On Friday 11 May 2018, 20 delegates, ranging from Master’s students to post-docs, gathered at the SCI headquarters in London for a careers day in Agri-Food.
This was the first event organised by the newly formed SCI Agri-Food Early Careers Forum, and had six speakers presenting the perspectives of varying careers – Prof Lin Field (Rothamsted Research), Rhianna Jones (Institute of Food Technologists), Prof Tim Benton (University of Leeds), Dr Rebecca Nesbit (Nobel Media), Dr Bertrand Emond (Campden BRI), and Dr Craig Duckam (CD R&D Consultancy Service).
Delegates were treated to a variety of talks, ranging from advice on working within research to stepping outside of the research box into science communication or private consultancy. Over the course of the day, three common skills were covered by all leaders when discussing how they achieved success in their careers.
The first of these was networking. Every talk covered aspects of this, from going to conferences and events to being a good communicator. Building connections can be the key to getting job offers, learning about new opportunities, and even knowing where best to take your career.

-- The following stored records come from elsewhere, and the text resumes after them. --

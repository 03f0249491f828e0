//! The built-in validation rules.
//!
//! Each rule is an independent function from a world to a list of
//! issues; rules never see each other's output. The documented run
//! order only fixes the ordering of issues in the report.

use std::collections::HashSet;

use wdl_core::{EntityId, EntityKind, World};

use crate::issue::Issue;

/// Flag every entity whose id repeats one already seen. The first
/// occurrence is not flagged.
pub fn unique_entity_ids(world: &World) -> Vec<Issue> {
    let mut issues = Vec::new();
    let mut seen: HashSet<EntityId> = HashSet::new();

    for entity in world.entities() {
        if !seen.insert(entity.id) {
            issues.push(Issue::error(format!("Duplicate entity ID: {}", entity.id)).for_entity(entity.id));
        }
    }

    issues
}

/// Flag entities whose `parent_id` does not resolve to any entity.
pub fn parent_references(world: &World) -> Vec<Issue> {
    let mut issues = Vec::new();
    let ids = world.entity_ids();

    for entity in world.entities() {
        if let Some(parent) = entity.parent_id
            && !ids.contains(&parent)
        {
            issues.push(
                Issue::error(format!(
                    "Entity '{}' references non-existent parent: {parent}",
                    entity.name
                ))
                .for_entity(entity.id)
                .at_field("parent_id"),
            );
        }
    }

    issues
}

/// Flag entities positioned outside the world bounds. Positions exactly
/// on a boundary plane are valid.
pub fn entity_bounds(world: &World) -> Vec<Issue> {
    let mut issues = Vec::new();

    for entity in world.entities() {
        if !world.bounds.contains(entity.transform.position) {
            issues.push(
                Issue::warning(format!("Entity '{}' is outside world bounds", entity.name))
                    .for_entity(entity.id)
                    .at_field("transform.position"),
            );
        }
    }

    issues
}

/// Flag lights with suspiciously high intensity (> 100).
pub fn light_intensity(world: &World) -> Vec<Issue> {
    let mut issues = Vec::new();

    for light in world.lights() {
        if light.intensity > 100.0 {
            issues.push(
                Issue::warning(format!(
                    "Light '{}' has unusually high intensity: {}",
                    light.name, light.intensity
                ))
                .at_field("intensity"),
            );
        }
    }

    issues
}

/// Flag interactions whose `target_entity_id` does not resolve to any
/// entity.
pub fn system_references(world: &World) -> Vec<Issue> {
    let mut issues = Vec::new();
    let ids = world.entity_ids();

    for system in world.systems() {
        for interaction in &system.interactions {
            if let Some(target) = interaction.target_entity_id
                && !ids.contains(&target)
            {
                issues.push(
                    Issue::error(format!(
                        "System '{}' references non-existent entity: {target}",
                        system.name
                    ))
                    .at_field("interactions.target_entity_id"),
                );
            }
        }
    }

    issues
}

/// Flag physics misconfigurations: enabled bodies with zero mass
/// (warning) and dynamic objects without physics (info — expected, not
/// required).
pub fn physics_sanity(world: &World) -> Vec<Issue> {
    let mut issues = Vec::new();

    for entity in world.entities() {
        if entity.physics.enabled && entity.physics.mass == 0.0 {
            issues.push(
                Issue::warning(format!(
                    "Entity '{}' has physics enabled but zero mass",
                    entity.name
                ))
                .for_entity(entity.id)
                .at_field("physics.mass"),
            );
        }

        if entity.kind == EntityKind::DynamicObject && !entity.physics.enabled {
            issues.push(
                Issue::info(format!(
                    "Dynamic object '{}' does not have physics enabled",
                    entity.name
                ))
                .for_entity(entity.id)
                .at_field("physics.enabled"),
            );
        }
    }

    issues
}

#[cfg(test)]
mod tests {
    use super::*;
    use crate::issue::Severity;
    use wdl_core::{Entity, Light, LightKind, PhysicsSettings, Vector3, WorldMeta};

    fn test_world() -> World {
        World::new(WorldMeta::new("Rules fixture"))
    }

    #[test]
    fn duplicate_ids_flag_repeats_only() {
        let mut world = test_world();
        let id = EntityId::new();
        world.add_entity(Entity::with_id(id, EntityKind::Prop, "A"));
        world.add_entity(Entity::with_id(id, EntityKind::Prop, "B"));
        world.add_entity(Entity::with_id(id, EntityKind::Prop, "C"));
        world.add_entity(Entity::new(EntityKind::Prop, "D"));

        let issues = unique_entity_ids(&world);
        assert_eq!(issues.len(), 2);
        assert!(issues.iter().all(|i| i.severity == Severity::Error));
    }

    #[test]
    fn dangling_parent_is_an_error() {
        let mut world = test_world();
        world.add_entity(Entity::new(EntityKind::Prop, "Orphan").with_parent(EntityId::new()));
        let issues = parent_references(&world);
        assert_eq!(issues.len(), 1);
        assert_eq!(issues[0].field_path.as_deref(), Some("parent_id"));
    }

    #[test]
    fn resolvable_parent_is_clean() {
        let mut world = test_world();
        let parent = world.add_entity(Entity::new(EntityKind::Terrain, "Ground"));
        world.add_entity(Entity::new(EntityKind::Prop, "Child").with_parent(parent));
        assert!(parent_references(&world).is_empty());
    }

    #[test]
    fn boundary_position_is_inside() {
        let mut world = test_world();
        world.add_entity(Entity::new(EntityKind::Prop, "Edge").at(Vector3::new(
            1000.0, 500.0, 1000.0,
        )));
        world.add_entity(Entity::new(EntityKind::Prop, "Out").at(Vector3::new(
            1000.5, 0.0, 0.0,
        )));
        let issues = entity_bounds(&world);
        assert_eq!(issues.len(), 1);
        assert!(issues[0].message.contains("Out"));
    }

    #[test]
    fn high_intensity_warns() {
        let mut world = test_world();
        world.add_light(Light::new(LightKind::Point, "Nova").with_intensity(150.0));
        world.add_light(Light::new(LightKind::Point, "Lamp").with_intensity(100.0));
        let issues = light_intensity(&world);
        assert_eq!(issues.len(), 1);
        assert!(issues[0].message.contains("Nova"));
    }

    #[test]
    fn zero_mass_warns_and_disabled_dynamic_informs() {
        let mut world = test_world();
        world.add_entity(
            Entity::new(EntityKind::Prop, "Ghost").with_physics(PhysicsSettings::dynamic(0.0)),
        );
        world.add_entity(Entity::new(EntityKind::DynamicObject, "Inert"));

        let issues = physics_sanity(&world);
        assert_eq!(issues.len(), 2);
        assert_eq!(issues[0].severity, Severity::Warning);
        assert!(issues[0].message.contains("zero mass"));
        assert_eq!(issues[1].severity, Severity::Info);
        assert!(issues[1].message.contains("Inert"));
    }
}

Professor Tim Benton Image: Cassie Sims
Prof Tim Benton spoke about the importance of working in teams, and of showing respect to other professionals, especially if they work in a different area. Dr Rebecca Nesbitt spoke about careers communicating science, specifically the broad range of media that can be used, and how to get involved. Rhianna Jones spoke about taking opportunities to be mentored, particularly from societies and professional organisations, such as SCI and the Institute of Food Technologists.
Lin Field, Rothamsted Research
The second skill that was covered in depth was adaptability. Initially, Prof Lin Field spoke about this in a practical context – building a set of laboratory and general scientific skills that can be carried across disciplines.

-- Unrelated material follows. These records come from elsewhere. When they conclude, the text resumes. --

use std::path::Path;

use colored::Colorize;
use comfy_table::{ContentArrangement, Table};

use wdl_validate::{Severity, Validator};

pub fn run(file: &Path) -> Result<(), String> {
    let world = super::load_world(file)?;
    let report = Validator::new().validate(&world);

    if report.issues.is_empty() {
        println!("  No issues found in '{}'.", world.meta.title);
        return Ok(());
    }

    let mut table = Table::new();
    table.set_content_arrangement(ContentArrangement::Dynamic);
    table.set_header(vec!["Severity", "Message", "Field"]);

    for issue in &report.issues {
        let severity = match issue.severity {
            Severity::Error => "error".red().to_string(),
            Severity::Warning => "warning".yellow().to_string(),
            Severity::Info => "info".blue().to_string(),
        };
        table.add_row(vec![
            severity,
            issue.message.clone(),
            issue.field_path.clone().unwrap_or_else(|| "—".to_string()),
        ]);
    }

    println!("{table}");
    println!();

    let errors = report.errors().len();
    let warnings = report.warnings().len();
    println!(
        "  {} issue{}: {} error{}, {} warning{}",
        report.issues.len(),
        if report.issues.len() == 1 { "" } else { "s" },
        errors,
        if errors == 1 { "" } else { "s" },
        warnings,
        if warnings == 1 { "" } else { "s" },
    );

    if report.is_valid {
        Ok(())
    } else {
        Err(format!("validation failed with {errors} error(s)"))
    }
}
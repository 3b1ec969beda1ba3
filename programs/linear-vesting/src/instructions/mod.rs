pub mod initialize_ledger;
pub mod deposit_tokens;
pub mod add_recipient;
pub mod withdraw;
pub mod emit_vesting_quote;
pub mod pause;
pub mod unpause;
pub mod sweep_surplus;

pub use initialize_ledger::*;
pub use deposit_tokens::*;
pub use add_recipient::*;
pub use withdraw::*;
pub use emit_vesting_quote::*;
pub use pause::*;
pub use unpause::*;
pub use sweep_surplus::*;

However, each speaker had a different perspective. For example, Dr Craig Duckham spoke of learning new skills when setting up a private consultancy, such as accounting, business, and even web design and marketing. Prof Tim Benton summarised it well, stating we need to ‘look at the big picture’, and think strategically about where our skills can be used to better the world. He stated that we “need to be willing to re-invent ourselves”. Everyone agreed that we can achieve this by diversifying our portfolio of skills and taking as many opportunities as possible.
Lead, don’t follow
Each speaker spoke about being a leader, not a follower. This is a phrase that is used often in reference to achieving success, but is so important in every aspect of career development. Whether it is applying for a fellowship, or stepping out to start your own business, leadership skills will carry you through your career. A leader was described as someone who makes decisions, carves out a niche rather than following trends, and who sets an example that others follow naturally.

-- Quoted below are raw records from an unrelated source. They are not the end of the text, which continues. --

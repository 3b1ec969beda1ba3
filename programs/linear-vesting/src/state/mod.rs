pub mod ledger_config;
pub mod recipients;

pub use ledger_config::*;
pub use recipients::*;
use anchor_lang::prelude::*;

/// Custom error codes for the linear vesting program.
#[error_code]
pub enum VestingError {
    #[msg("Unauthorized: admin signature required")]
    UnauthorizedAdmin,

    #[msg("Invalid public key")]
    InvalidPubkey,

    #[msg("Invalid configuration")]
    InvalidConfig,

    #[msg("Invalid timestamp")]
    InvalidTimestamp,

    #[msg("Recipient table is full")]
    RecipientListFull,

    #[msg("Recipient wallet is already registered")]
    AlreadyRegistered,

    #[msg("Grant amount must be > 0")]
    InvalidAmount,

    #[msg("Recipient not found")]
    RecipientNotFound,

    #[msg("Nothing to withdraw")]
    NothingToWithdraw,

    #[msg("Ledger is paused")]
    LedgerPaused,

    #[msg("Ledger is not paused")]
    LedgerNotPaused,

    #[msg("Invalid token mint")]
    InvalidTokenMint,

    #[msg("Invalid token account")]
    InvalidTokenAccount,

    #[msg("Invalid associated token account for recipient")]
    InvalidRecipientAta,

    #[msg("Insufficient vault balance")]
    InsufficientVaultBalance,

    #[msg("Sweep amount exceeds vault balance not owed to recipients")]
    SurplusExceedsUnallocated,

    #[msg("Math overflow")]
    MathOverflow,
}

Overall, the speakers challenged delegates to consider what their idea of success is, and what skills they need to get there. The day was enjoyed by all delegates, and the advice given will help guide them throughout their future careers. The event could be summarised by this quote from Einstein, given by Prof. Benton on the day:
Try not to become a [person] of success, but rather try to become a [person] of value.
The event is planned to run for a second year in Spring 2019.